Two lines in the data below mark the range: the one with "sources)| (*diff, self.mask_for(sources)))" and the one with "let masks = generator.translation_masks();". Return both, along with every line between them, exactly.

* Records supplied:
»»

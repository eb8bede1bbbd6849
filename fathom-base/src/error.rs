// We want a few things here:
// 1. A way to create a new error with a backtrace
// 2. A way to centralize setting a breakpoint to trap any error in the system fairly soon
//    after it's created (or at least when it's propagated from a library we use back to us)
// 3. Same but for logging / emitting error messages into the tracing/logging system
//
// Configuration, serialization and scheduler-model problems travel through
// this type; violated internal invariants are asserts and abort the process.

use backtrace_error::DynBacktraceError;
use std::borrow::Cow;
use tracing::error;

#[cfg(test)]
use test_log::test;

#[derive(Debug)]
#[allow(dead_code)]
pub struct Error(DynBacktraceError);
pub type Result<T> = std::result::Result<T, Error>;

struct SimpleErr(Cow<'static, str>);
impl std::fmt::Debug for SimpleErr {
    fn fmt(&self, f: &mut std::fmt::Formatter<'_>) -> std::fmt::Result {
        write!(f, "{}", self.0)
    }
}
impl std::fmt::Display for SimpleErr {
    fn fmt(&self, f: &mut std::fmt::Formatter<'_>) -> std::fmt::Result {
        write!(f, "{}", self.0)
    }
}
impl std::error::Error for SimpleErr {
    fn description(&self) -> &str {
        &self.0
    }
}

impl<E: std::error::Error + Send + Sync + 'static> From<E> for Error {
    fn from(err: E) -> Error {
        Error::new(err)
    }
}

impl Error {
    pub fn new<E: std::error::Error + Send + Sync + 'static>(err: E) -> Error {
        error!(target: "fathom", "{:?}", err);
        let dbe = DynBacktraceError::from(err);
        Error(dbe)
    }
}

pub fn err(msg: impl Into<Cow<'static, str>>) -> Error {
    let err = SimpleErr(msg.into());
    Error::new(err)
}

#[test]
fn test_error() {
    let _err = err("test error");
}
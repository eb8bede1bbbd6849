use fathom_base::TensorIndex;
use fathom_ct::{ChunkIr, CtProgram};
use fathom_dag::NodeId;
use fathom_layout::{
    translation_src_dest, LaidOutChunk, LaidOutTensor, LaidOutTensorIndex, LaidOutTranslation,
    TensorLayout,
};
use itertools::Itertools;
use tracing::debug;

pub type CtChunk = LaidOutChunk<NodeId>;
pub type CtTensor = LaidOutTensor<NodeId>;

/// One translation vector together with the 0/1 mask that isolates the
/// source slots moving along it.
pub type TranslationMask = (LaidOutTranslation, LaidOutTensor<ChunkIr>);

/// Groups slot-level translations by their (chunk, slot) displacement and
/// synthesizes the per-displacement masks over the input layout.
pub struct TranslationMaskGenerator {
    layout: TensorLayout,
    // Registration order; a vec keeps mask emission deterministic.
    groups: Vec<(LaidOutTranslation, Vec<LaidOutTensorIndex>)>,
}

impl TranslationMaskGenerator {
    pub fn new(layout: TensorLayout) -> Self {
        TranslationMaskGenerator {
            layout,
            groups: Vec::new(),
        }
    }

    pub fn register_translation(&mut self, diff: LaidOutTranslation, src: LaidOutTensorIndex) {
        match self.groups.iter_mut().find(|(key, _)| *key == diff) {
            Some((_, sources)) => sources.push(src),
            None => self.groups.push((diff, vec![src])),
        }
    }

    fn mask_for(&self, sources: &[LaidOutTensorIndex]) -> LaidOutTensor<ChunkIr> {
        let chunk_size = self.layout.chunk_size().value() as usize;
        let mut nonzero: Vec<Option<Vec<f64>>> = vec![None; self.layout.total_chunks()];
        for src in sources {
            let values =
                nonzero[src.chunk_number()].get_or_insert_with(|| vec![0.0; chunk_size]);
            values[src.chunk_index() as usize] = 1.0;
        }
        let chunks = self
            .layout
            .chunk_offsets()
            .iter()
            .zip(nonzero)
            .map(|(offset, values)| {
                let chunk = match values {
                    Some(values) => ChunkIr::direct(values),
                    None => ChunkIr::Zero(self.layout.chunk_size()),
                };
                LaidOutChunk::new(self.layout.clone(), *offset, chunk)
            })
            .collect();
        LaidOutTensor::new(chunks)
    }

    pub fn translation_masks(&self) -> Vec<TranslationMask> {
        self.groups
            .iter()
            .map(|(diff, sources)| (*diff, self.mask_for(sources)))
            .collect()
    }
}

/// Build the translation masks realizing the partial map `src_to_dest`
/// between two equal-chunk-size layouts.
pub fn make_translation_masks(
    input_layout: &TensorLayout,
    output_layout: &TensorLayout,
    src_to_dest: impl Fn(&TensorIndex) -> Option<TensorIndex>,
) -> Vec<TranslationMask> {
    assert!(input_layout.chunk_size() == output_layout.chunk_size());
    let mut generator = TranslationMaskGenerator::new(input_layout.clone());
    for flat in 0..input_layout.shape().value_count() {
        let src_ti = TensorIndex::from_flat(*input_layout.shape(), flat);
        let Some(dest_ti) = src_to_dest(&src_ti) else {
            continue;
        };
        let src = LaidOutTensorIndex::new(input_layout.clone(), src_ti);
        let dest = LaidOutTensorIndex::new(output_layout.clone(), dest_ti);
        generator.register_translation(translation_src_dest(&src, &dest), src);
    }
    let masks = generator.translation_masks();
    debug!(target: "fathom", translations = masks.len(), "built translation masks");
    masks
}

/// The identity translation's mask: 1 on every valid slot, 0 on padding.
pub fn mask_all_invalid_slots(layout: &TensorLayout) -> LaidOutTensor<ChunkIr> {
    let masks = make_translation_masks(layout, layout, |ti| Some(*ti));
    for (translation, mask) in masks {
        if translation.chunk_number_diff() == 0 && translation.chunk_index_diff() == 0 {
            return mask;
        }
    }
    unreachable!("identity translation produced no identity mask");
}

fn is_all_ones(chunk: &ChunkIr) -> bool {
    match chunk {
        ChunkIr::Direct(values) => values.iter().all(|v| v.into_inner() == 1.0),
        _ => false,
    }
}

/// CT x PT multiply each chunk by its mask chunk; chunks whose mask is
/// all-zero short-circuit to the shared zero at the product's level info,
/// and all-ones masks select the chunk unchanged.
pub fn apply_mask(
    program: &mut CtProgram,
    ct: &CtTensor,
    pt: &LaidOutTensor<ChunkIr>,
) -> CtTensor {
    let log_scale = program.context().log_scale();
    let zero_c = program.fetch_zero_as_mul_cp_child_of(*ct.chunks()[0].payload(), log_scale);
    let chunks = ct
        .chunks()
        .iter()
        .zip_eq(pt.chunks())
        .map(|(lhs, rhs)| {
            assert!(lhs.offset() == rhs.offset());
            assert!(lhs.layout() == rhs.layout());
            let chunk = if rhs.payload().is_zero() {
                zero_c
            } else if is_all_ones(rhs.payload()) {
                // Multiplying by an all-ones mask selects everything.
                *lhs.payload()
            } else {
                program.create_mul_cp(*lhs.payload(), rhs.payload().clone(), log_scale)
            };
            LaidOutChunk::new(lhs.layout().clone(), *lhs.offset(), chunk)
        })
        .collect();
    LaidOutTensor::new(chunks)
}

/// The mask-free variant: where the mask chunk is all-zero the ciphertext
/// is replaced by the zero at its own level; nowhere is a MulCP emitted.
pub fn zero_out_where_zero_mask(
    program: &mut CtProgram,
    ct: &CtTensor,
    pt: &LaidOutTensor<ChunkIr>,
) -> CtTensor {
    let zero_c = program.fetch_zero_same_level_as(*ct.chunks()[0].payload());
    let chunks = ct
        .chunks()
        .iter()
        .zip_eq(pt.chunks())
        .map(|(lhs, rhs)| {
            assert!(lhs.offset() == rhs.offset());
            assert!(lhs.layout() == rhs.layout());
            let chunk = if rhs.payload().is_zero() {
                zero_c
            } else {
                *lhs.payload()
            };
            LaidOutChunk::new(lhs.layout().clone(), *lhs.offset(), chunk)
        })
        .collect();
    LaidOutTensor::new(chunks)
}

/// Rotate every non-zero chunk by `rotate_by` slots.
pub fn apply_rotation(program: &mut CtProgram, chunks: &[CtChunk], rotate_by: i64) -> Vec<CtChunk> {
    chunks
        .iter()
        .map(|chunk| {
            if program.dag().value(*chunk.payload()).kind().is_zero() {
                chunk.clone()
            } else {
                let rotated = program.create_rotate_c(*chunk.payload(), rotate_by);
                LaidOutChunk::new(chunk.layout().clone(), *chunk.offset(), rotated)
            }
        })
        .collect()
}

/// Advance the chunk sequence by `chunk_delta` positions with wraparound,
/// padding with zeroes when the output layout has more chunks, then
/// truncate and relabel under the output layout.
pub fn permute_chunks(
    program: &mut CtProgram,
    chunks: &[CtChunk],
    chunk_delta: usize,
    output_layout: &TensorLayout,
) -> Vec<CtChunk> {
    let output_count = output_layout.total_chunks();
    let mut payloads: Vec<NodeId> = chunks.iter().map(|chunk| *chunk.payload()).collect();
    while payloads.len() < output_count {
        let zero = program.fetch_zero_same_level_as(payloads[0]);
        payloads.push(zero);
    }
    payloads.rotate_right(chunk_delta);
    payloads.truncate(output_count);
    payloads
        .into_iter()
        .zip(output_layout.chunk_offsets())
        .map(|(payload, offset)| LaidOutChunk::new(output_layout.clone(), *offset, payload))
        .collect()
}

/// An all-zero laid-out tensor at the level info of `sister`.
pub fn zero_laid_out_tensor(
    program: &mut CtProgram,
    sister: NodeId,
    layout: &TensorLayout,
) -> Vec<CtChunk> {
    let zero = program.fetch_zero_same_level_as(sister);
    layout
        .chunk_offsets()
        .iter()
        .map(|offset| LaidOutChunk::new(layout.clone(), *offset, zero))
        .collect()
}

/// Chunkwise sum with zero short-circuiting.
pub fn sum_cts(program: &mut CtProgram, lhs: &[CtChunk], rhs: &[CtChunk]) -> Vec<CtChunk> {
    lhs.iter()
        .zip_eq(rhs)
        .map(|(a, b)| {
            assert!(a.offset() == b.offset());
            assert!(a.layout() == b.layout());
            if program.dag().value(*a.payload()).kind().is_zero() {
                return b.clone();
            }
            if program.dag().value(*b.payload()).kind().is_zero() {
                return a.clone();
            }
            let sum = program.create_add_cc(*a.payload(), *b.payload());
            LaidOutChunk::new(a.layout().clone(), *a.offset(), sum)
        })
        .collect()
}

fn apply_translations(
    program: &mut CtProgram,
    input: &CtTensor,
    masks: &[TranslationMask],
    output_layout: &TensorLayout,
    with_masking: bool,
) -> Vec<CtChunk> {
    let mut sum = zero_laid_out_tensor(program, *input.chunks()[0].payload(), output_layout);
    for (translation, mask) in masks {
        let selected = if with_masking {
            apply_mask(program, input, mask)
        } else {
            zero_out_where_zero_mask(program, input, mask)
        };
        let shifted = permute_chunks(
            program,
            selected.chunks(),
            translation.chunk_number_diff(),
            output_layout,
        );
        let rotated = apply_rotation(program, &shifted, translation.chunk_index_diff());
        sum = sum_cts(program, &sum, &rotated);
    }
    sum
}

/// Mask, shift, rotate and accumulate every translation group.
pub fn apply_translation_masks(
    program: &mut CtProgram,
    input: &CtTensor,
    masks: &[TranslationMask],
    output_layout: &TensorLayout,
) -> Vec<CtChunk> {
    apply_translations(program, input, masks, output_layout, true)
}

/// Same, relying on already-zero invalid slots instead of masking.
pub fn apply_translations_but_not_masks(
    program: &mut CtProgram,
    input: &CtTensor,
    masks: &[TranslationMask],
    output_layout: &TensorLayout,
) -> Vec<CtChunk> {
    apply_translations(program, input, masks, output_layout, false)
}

««

* Result of this exercise:
            .map(|(diff, sources)| (*diff, self.mask_for(sources)))
            .collect()
    }
}

/// Build the translation masks realizing the partial map `src_to_dest`
/// between two equal-chunk-size layouts.
pub fn make_translation_masks(
    input_layout: &TensorLayout,
    output_layout: &TensorLayout,
    src_to_dest: impl Fn(&TensorIndex) -> Option<TensorIndex>,
) -> Vec<TranslationMask> {
    assert!(input_layout.chunk_size() == output_layout.chunk_size());
    let mut generator = TranslationMaskGenerator::new(input_layout.clone());
    for flat in 0..input_layout.shape().value_count() {
        let src_ti = TensorIndex::from_flat(*input_layout.shape(), flat);
        let Some(dest_ti) = src_to_dest(&src_ti) else {
            continue;
        };
        let src = LaidOutTensorIndex::new(input_layout.clone(), src_ti);
        let dest = LaidOutTensorIndex::new(output_layout.clone(), dest_ti);
        generator.register_translation(translation_src_dest(&src, &dest), src);
    }
    let masks = generator.translation_masks();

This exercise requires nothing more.